- RECORDS SHOWN
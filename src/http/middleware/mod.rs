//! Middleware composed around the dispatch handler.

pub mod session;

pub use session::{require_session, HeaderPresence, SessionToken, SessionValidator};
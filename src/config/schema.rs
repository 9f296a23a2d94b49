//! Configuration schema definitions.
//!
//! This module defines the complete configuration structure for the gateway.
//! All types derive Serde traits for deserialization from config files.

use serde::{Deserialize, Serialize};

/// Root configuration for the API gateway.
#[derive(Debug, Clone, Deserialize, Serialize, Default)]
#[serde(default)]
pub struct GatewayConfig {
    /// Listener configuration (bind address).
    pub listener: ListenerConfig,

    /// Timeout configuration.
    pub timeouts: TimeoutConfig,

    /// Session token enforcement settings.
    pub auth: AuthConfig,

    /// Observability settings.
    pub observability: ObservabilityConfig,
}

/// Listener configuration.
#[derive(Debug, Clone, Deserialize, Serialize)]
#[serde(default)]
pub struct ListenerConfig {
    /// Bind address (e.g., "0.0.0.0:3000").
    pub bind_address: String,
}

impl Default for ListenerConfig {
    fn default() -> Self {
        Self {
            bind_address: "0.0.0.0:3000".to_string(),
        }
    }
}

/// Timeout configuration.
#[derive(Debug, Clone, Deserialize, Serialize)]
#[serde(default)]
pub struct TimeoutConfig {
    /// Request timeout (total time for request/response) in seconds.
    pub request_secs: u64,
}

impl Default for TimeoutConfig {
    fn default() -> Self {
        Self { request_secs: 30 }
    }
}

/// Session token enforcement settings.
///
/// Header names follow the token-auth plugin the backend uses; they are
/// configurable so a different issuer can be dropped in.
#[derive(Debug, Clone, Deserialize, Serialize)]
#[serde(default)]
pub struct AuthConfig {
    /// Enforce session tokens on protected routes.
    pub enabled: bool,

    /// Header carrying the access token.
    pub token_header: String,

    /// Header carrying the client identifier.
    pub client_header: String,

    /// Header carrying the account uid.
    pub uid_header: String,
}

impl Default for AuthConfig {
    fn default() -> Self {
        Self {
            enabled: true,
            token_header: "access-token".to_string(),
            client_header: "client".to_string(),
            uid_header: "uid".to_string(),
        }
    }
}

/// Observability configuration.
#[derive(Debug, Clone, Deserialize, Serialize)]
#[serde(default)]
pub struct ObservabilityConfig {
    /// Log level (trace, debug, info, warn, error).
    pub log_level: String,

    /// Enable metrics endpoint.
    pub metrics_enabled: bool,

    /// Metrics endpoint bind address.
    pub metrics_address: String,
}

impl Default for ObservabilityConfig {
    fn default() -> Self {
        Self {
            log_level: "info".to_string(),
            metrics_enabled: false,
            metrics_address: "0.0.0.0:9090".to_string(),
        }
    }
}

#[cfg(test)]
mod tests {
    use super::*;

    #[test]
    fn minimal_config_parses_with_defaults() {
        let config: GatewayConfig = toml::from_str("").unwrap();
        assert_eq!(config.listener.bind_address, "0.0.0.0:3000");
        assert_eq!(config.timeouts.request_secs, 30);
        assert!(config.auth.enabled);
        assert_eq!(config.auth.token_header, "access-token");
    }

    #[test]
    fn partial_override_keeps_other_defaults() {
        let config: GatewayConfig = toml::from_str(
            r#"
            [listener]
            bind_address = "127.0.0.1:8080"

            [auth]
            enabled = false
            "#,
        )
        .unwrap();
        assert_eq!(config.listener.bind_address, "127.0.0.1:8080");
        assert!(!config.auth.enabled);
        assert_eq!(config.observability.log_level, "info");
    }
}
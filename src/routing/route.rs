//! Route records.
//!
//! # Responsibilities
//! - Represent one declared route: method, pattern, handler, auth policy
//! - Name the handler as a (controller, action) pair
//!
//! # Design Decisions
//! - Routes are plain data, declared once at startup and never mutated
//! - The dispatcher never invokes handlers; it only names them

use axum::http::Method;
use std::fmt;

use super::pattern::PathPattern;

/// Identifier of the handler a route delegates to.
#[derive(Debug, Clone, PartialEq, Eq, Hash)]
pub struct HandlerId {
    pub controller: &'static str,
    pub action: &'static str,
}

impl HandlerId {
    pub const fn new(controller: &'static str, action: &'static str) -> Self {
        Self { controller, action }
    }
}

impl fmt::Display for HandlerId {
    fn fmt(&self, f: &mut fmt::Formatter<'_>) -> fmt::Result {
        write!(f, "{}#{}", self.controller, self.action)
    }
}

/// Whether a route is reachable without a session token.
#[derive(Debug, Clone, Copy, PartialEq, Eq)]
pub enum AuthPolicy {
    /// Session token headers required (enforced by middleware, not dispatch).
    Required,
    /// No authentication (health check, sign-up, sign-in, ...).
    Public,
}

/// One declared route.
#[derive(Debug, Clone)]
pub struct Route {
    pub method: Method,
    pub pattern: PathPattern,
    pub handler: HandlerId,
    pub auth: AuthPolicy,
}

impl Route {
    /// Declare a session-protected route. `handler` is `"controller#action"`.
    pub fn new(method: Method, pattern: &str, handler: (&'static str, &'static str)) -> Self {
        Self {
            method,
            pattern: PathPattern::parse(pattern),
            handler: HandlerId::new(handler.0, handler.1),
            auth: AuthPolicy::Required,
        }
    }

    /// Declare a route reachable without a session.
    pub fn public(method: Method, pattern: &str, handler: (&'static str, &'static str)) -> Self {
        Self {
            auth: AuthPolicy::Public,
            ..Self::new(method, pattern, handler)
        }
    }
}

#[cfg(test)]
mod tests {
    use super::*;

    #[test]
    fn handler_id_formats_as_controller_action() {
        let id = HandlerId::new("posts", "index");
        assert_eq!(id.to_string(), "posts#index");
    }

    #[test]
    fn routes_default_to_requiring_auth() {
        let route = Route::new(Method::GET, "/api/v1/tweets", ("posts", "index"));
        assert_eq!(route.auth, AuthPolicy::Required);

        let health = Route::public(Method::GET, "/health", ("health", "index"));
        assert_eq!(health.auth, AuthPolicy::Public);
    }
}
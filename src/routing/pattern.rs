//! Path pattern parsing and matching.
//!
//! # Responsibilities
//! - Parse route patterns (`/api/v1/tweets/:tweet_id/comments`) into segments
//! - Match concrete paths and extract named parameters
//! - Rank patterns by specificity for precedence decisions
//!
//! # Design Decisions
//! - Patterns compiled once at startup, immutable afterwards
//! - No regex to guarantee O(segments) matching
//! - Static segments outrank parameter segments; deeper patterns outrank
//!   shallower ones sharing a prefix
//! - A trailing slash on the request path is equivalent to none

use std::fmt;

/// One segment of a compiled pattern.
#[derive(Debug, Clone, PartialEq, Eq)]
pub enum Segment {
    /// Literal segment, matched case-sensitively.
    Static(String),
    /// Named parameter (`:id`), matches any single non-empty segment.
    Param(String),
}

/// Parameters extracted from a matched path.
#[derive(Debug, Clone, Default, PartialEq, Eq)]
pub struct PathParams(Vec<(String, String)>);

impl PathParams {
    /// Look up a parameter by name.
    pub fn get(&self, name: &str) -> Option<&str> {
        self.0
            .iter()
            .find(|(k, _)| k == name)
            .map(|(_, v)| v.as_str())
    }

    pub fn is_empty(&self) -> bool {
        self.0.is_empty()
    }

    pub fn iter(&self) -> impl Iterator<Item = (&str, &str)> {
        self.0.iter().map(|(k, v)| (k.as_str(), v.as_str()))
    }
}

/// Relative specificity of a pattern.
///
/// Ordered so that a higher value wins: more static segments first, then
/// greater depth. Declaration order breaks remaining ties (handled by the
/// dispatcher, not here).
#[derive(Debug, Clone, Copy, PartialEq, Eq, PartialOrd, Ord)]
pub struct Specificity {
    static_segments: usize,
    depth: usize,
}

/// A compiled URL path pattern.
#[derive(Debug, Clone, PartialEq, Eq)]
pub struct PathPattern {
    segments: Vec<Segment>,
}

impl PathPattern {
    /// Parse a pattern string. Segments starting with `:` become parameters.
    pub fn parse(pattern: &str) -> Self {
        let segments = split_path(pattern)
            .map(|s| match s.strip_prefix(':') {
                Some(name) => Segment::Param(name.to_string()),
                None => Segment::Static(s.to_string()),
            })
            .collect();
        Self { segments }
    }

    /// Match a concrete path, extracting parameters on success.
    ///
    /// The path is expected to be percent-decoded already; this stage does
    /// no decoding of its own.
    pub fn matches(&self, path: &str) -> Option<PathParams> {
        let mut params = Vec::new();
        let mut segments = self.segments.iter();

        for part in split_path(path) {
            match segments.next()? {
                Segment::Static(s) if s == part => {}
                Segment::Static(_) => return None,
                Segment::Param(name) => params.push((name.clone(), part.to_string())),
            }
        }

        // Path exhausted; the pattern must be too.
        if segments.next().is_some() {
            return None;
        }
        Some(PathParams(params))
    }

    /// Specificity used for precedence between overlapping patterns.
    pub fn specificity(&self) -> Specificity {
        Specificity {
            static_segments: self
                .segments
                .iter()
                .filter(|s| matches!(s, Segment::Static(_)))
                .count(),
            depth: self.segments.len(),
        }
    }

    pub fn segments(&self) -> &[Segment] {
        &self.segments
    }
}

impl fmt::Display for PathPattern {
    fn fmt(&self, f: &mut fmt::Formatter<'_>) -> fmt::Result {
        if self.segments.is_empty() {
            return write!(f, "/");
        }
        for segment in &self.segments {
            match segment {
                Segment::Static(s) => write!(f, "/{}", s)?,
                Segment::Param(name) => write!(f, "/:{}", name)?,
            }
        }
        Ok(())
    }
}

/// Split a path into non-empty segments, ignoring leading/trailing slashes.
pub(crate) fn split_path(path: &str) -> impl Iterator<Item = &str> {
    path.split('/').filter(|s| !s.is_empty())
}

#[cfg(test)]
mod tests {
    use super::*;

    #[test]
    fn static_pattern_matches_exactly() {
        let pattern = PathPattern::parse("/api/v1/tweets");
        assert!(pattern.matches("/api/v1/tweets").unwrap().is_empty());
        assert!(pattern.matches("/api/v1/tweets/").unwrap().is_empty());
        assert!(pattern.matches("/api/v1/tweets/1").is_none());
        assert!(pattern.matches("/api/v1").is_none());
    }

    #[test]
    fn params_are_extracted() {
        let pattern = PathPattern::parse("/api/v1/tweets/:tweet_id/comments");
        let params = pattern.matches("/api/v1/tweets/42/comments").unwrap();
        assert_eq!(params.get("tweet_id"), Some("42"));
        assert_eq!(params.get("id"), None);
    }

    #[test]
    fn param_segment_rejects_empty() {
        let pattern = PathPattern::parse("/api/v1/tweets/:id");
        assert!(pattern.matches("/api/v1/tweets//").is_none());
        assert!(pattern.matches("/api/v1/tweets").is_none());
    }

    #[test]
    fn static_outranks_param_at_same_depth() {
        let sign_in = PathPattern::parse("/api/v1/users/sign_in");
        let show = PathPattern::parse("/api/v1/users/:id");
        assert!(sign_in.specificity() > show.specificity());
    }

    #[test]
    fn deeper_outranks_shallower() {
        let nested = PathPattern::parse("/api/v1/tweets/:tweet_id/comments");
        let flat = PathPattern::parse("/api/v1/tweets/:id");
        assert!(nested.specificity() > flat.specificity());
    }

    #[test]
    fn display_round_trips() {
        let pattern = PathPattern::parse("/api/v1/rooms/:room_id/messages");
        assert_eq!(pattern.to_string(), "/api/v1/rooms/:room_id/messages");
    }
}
* * *
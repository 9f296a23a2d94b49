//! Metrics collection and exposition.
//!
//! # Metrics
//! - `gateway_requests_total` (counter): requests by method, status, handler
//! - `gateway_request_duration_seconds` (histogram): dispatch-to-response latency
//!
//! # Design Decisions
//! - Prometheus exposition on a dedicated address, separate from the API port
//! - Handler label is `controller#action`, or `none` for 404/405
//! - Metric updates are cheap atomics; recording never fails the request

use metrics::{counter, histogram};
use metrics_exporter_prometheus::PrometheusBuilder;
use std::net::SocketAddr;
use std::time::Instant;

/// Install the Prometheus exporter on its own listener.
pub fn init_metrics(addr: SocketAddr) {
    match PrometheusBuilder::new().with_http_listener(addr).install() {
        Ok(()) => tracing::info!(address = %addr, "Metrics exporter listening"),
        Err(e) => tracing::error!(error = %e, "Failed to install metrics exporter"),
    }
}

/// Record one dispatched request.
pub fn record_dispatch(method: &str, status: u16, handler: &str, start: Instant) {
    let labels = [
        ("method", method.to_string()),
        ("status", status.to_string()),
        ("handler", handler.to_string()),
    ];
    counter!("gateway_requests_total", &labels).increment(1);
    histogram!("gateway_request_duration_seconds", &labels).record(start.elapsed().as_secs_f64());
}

- ASSIGNMENT
Taking the material above, extract exactly and only the lines from the line with "uses; they are" to the line with "pub struct ObservabilityConfig", inclusive of both.

- ANSWER
/// Header names follow the token-auth plugin the backend uses; they are
/// configurable so a different issuer can be dropped in.
#[derive(Debug, Clone, Deserialize, Serialize)]
#[serde(default)]
pub struct AuthConfig {
    /// Enforce session tokens on protected routes.
    pub enabled: bool,

    /// Header carrying the access token.
    pub token_header: String,

    /// Header carrying the client identifier.
    pub client_header: String,

    /// Header carrying the account uid.
    pub uid_header: String,
}

impl Default for AuthConfig {
    fn default() -> Self {
        Self {
            enabled: true,
            token_header: "access-token".to_string(),
            client_header: "client".to_string(),
            uid_header: "uid".to_string(),
        }
    }
}

/// Observability configuration.
#[derive(Debug, Clone, Deserialize, Serialize)]
#[serde(default)]
pub struct ObservabilityConfig {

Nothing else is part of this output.